Ground Penetrating Radar (GPR) has come into use over the last 20 years in civil engineering, geology and archaeology, for the detection of buried objects and for soil study. The detection of buried landmines has also been a subject of considerable interest, in particular due to radar's potential for the detection of plastic-cased mines which contain little or no metal. Today, a large number of organisations, in Europe and world-wide, are working on different parts of GPR systems, and amongst all the sensors proposed for humanitarain demining GPR has had by far the greatest research funding and effort dedicated to it.

GPR works by emitting an electromagnetic wave into the ground, rather than into the air as in many radar applications, using an antenna which does not need direct ground contact (in other domains direct contact is often required, e.g. Non-Destructive Testing). GPR systems usually operate in the microwave region, from several hundred MHz to several GHz. Buried objects, as well as the air-ground interface, cause reflections of the emitted energy, which are detected by a receiver antenna and associated circuitry. The antenna is one of the most crucial parts of a GPR system. Most mine-detection GPR systems use very low power and do not present any radiation hazard to the operator.

GPR systems can be subdivided into four categories, depending on their operating principle. The first type is an impulse time domain GPR, where the emitted pulse has a carrier frequency, modulated by a nominally rectangular envelope. This type of device operates in a limited frequency range, and has in most cases a mono-cycle pulse. The second type of time domain GPR is the so-called Chirp Radar, which transmits a pulse-train waveform where the carrier frequency of each pulse is rapidly changed across the pulse width. Frequency domain GPR transmits a signal with a changing carrier frequency over a chosen frequency range. This carrier frequency is changed, either continuously for example in a linear sweep (Frequency Modulated Continuous Wave Radar, or FMCW), or with a fixed step (stepped frequency radar).

The term Ultra Wide Band (UWB) GPR is generally used for a system having a fractional bandwidth which is larger than 25%.

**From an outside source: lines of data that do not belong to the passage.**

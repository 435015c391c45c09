// [libs/infra/pipeline/src/traits.rs]
//! The extractor → transformer → sink seam: each is a capability
//! set, and the pipeline is a composition chosen by names in the job
//! spec.

use async_trait::async_trait;
use certslurp_domain_models::{Manifest, RawLogEntry, Record};

use crate::errors::PipelineError;

/// Produces a record map from a raw log entry. Pure and synchronous —
/// an extractor does not perform I/O.
pub trait Extractor: Send + Sync {
    fn extract(&self, entry: &RawLogEntry) -> Result<Record, PipelineError>;
}

/// Maps a record to zero or one records. Returning `Ok(None)` drops
/// the record from the stream (a filter, not a fault).
pub trait Transformer: Send + Sync {
    fn transform(&self, record: Record) -> Result<Option<Record>, PipelineError>;
}

/// Consumes records and, on `finish`, emits the manifest a shard
/// reports through `ReportShardDone`. A sink owns its own I/O and may
/// suspend on every `write`.
#[async_trait]
pub trait Sink: Send {
    async fn write(&mut self, record: Record) -> Result<(), PipelineError>;

    async fn finish(&mut self) -> Result<Manifest, PipelineError>;
}
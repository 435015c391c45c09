// [libs/shared/config/src/lib.rs]
//! Configuration loading and policy constants shared by `apps/head`
//! and `apps/worker`: `env > file > defaults` precedence, the shard
//! retry/backoff policy, and the auto-sharding table.

pub mod cluster_config;
pub mod retry;
pub mod sharding;

pub use cluster_config::{
    ApiConfig, ClusterConfig, ConfigError, ConfigFile, EtcdConfig, HeadRuntimeConfig,
    SecretsConfig, WorkerRuntimeConfig,
};
pub use retry::{exp_backoff, exp_backoff_with_rng, ShardPolicy};
pub use sharding::{auto_shard_size, effective_shard_size, plan_shards};
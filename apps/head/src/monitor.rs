// [apps/head/src/monitor.rs]
//! The completion/failure monitor: the only component that ever
//! drives a job out of `running`. Folds shard state into job state
//! and periodically reclaims orphaned shards.

use std::sync::Arc;

use certslurp_domain_models::JobStatus;
use chrono::Utc;
use tokio::time::{sleep, Duration};
use tracing::{error, info, instrument, warn};

use crate::state::AppState;

/// Runs forever. Intended to be spawned once at kernel startup.
pub async fn run(state: AppState, period_secs: u64, orphan_batch_size: u32) {
    let mut tick = tokio::time::interval(Duration::from_secs(period_secs.max(1)));
    loop {
        tick.tick().await;
        if let Err(e) = sweep(&state, orphan_batch_size).await {
            error!(error = %e, "monitor sweep failed, will retry next tick");
        }
    }
}

#[instrument(skip(state))]
async fn sweep(state: &AppState, orphan_batch_size: u32) -> Result<(), crate::errors::ApiError> {
    let jobs = state.jobs.list_jobs().await?;
    for job in jobs {
        if job.status != JobStatus::Running {
            continue;
        }
        if let Err(e) = reclaim_orphans(state, &job.job_id, orphan_batch_size).await {
            warn!(job_id = %job.job_id, error = %e, "orphan reclamation failed for this job");
        }
        if let Err(e) = fold_shard_state(state, &job.job_id).await {
            warn!(job_id = %job.job_id, error = %e, "shard-state fold failed for this job");
        }
    }
    Ok(())
}

async fn reclaim_orphans(state: &AppState, job_id: &str, batch_size: u32) -> Result<(), crate::errors::ApiError> {
    let reclaimed = state.shards.reclaim_orphans(job_id, batch_size as usize).await?;
    if !reclaimed.is_empty() {
        info!(job_id, count = reclaimed.len(), "reclaimed orphaned shard leases");
    }
    Ok(())
}

/// A job with no shards yet (still being sharded by whoever submitted
/// it) is left alone — `shard_count` absent means "not ready to judge".
async fn fold_shard_state(state: &AppState, job_id: &str) -> Result<(), crate::errors::ApiError> {
    let Some(shard_count) = state.shards.get_shard_count(job_id).await? else {
        return Ok(());
    };
    if shard_count == 0 {
        return Ok(());
    }

    let statuses = state.shards.get_shard_assignments(job_id).await?;
    if (statuses.len() as u64) < shard_count {
        return Ok(());
    }

    let max_retries = state.shards.policy().max_retries;
    let all_effectively_done = statuses
        .iter()
        .all(|s| s.assignment.is_effectively_done(max_retries));

    if !all_effectively_done {
        return Ok(()); // some shard is still claimable or in flight
    }

    let any_permanently_failed = statuses
        .iter()
        .any(|s| s.assignment.is_permanently_failed(max_retries));

    if any_permanently_failed {
        info!(job_id, now = %Utc::now(), "driving job to failed: a shard exceeded its retry budget");
        state.jobs.mark_job_failed(job_id).await?;
    } else {
        info!(job_id, now = %Utc::now(), "driving job to completed: every shard is done");
        state.jobs.mark_job_completed(job_id).await?;
    }
    Ok(())
}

What particularly matters for the detection of objects in a background medium, e.g. mines buried in soil, is the difference between the electromagnetic properties of the target (in particular its dielectric constant) and those of the background. The amount of energy reflected, upon which reliable detection is based, also depends on the object’s size and form. Spatial resolution depends on the frequency used, and the resolution needed to cope with the smaller antipersonnel landmines, requires the use of high frequency bands (up to a few GHz). These higher frequencies are particularly limited in penetration depth. Microwaves are strongly attenuated by certain types of conductive soils such as clay, and attenuation increases with frequency and the water content of the medium. Wet clay in particular provides an extremely challenging environment (penetration is very poor). GPR systems for landmine detection are either designed to provide detection warnings when a mine-like object is located (e.g. an audio signal as is used in metal detectors), or to produce image data. As yet hand-held radar-only systems have not been brought to market though the use of radar with metal-detectors in dual-sensor hand-held systems is becoming established with extensive trials of the USA h-stamids equipment and trials of UK equipment. In both cases the GPR is confirmatory after the metal detector has found a target. Vehicle mounted radar systems with a broad sweep have also been developed and field tested, including in the LOTUS multisensor demonstrator (q.v.). [Source: EUDEM Survey, 1999]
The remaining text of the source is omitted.